Homeowner Youkhanna and a volunteer at the AmeriCorps Build-a-thon.

“I tell everyone I meet”

Homeowner Youkhanna is one of Habitat for Humanity’s biggest advocates. “I tell people in the grocery, in church, wherever I go, how Habitat for Humanity has changed my life,” he says. “I tell them how a house is important for every family. I tell them to support Habitat.”

Youkhanna’s Habitat home is the happy ending of a story that began during wartime. He is from Baghdad and operated a grocery store before signing on in 2003 as an interpreter for the U.S. Army. Three years later, after the security situation in his country had deteriorated, Youkhanna feared for his family’s safety and moved them to Jordan. In 2008, they immigrated to Raleigh, North Carolina, where he continues his work with the Army.

Youkhanna’s introduction to Habitat came when he volunteered with his new church in Raleigh to help other families build their homes. At the time, he, his wife, Samira, and children, including a son with special needs, were living in an apartment that the family struggled to afford. “I told my pastor that it was a big dream for me to have a house for my family,” Youkhanna says. “They helped me apply to .”

In July 2014, Youkhanna moved his family into the new home he helped build. Unlike the rent on their old apartment, the mortgage is affordable. “I am not throwing my money away,” Youkhanna says. “I can grow whatever I want in my yard. It is just a great feeling for me and my family to have this house. We are very happy.”

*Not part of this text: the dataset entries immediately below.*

// SPDX-License-Identifier: MPL-2.0
//! Shared handle used to record diagnostic events.

use super::buffer::{BufferCapacity, CircularBuffer};
use super::events::{DiagnosticEvent, DiagnosticKind};
use std::sync::{Arc, Mutex, MutexGuard};

/// Cloneable handle to the in-memory diagnostics buffer.
///
/// Every recorded event is also emitted as a `tracing` event: error level for
/// [`DiagnosticKind::is_error`] kinds, warning level otherwise.
#[derive(Debug, Clone)]
pub struct DiagnosticsHandle {
    buffer: Arc<Mutex<CircularBuffer<DiagnosticEvent>>>,
}

impl Default for DiagnosticsHandle {
    fn default() -> Self {
        Self::new(BufferCapacity::default())
    }
}

impl DiagnosticsHandle {
    #[must_use]
    pub fn new(capacity: BufferCapacity) -> Self {
        Self {
            buffer: Arc::new(Mutex::new(CircularBuffer::new(capacity))),
        }
    }

    /// Records an event of the given kind.
    pub fn record(&self, kind: DiagnosticKind, message: impl Into<String>) {
        let event = DiagnosticEvent::new(kind, message);
        if kind.is_error() {
            tracing::error!(kind = %kind, "{}", event.message);
        } else {
            tracing::warn!(kind = %kind, "{}", event.message);
        }
        self.lock().push(event);
    }

    pub fn configuration_missing(&self, message: impl Into<String>) {
        self.record(DiagnosticKind::ConfigurationMissing, message);
    }

    pub fn lookup_miss(&self, message: impl Into<String>) {
        self.record(DiagnosticKind::LookupMiss, message);
    }

    pub fn asset_load_failure(&self, message: impl Into<String>) {
        self.record(DiagnosticKind::AssetLoadFailure, message);
    }

    pub fn ignored_request(&self, message: impl Into<String>) {
        self.record(DiagnosticKind::IgnoredRequest, message);
    }

    /// Returns a snapshot of the buffered events, oldest first.
    #[must_use]
    pub fn events(&self) -> Vec<DiagnosticEvent> {
        self.lock().iter().cloned().collect()
    }

    /// Number of buffered events of `kind`.
    #[must_use]
    pub fn count(&self, kind: DiagnosticKind) -> usize {
        self.lock().iter().filter(|event| event.kind == kind).count()
    }

    #[must_use]
    pub fn len(&self) -> usize {
        self.lock().len()
    }

    #[must_use]
    pub fn is_empty(&self) -> bool {
        self.lock().is_empty()
    }

    pub fn clear(&self) {
        self.lock().clear();
    }

    // A panic while holding the lock cannot leave the buffer half-written,
    // so a poisoned mutex is recovered rather than propagated.
    fn lock(&self) -> MutexGuard<'_, CircularBuffer<DiagnosticEvent>> {
        self.buffer
            .lock()
            .unwrap_or_else(std::sync::PoisonError::into_inner)
    }
}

While earning the sweat equity hours required to become a homeowner, Youkhanna worked in the Habitat ReStore. He was such a big asset that he was hired on as a staff member to help customers and run the cash register. He donates 50 a month of his salary to Habitat. “I want to help Habitat help other families,” he says.

In February, Youkhanna traveled to Washington, D.C., to share his story with lawmakers during Habitat on the Hill, Habitat’s annual legislative conference. “I tell everyone I meet that they need to be ambassadors for Habitat,” he said. “I will do that for the rest of my life.”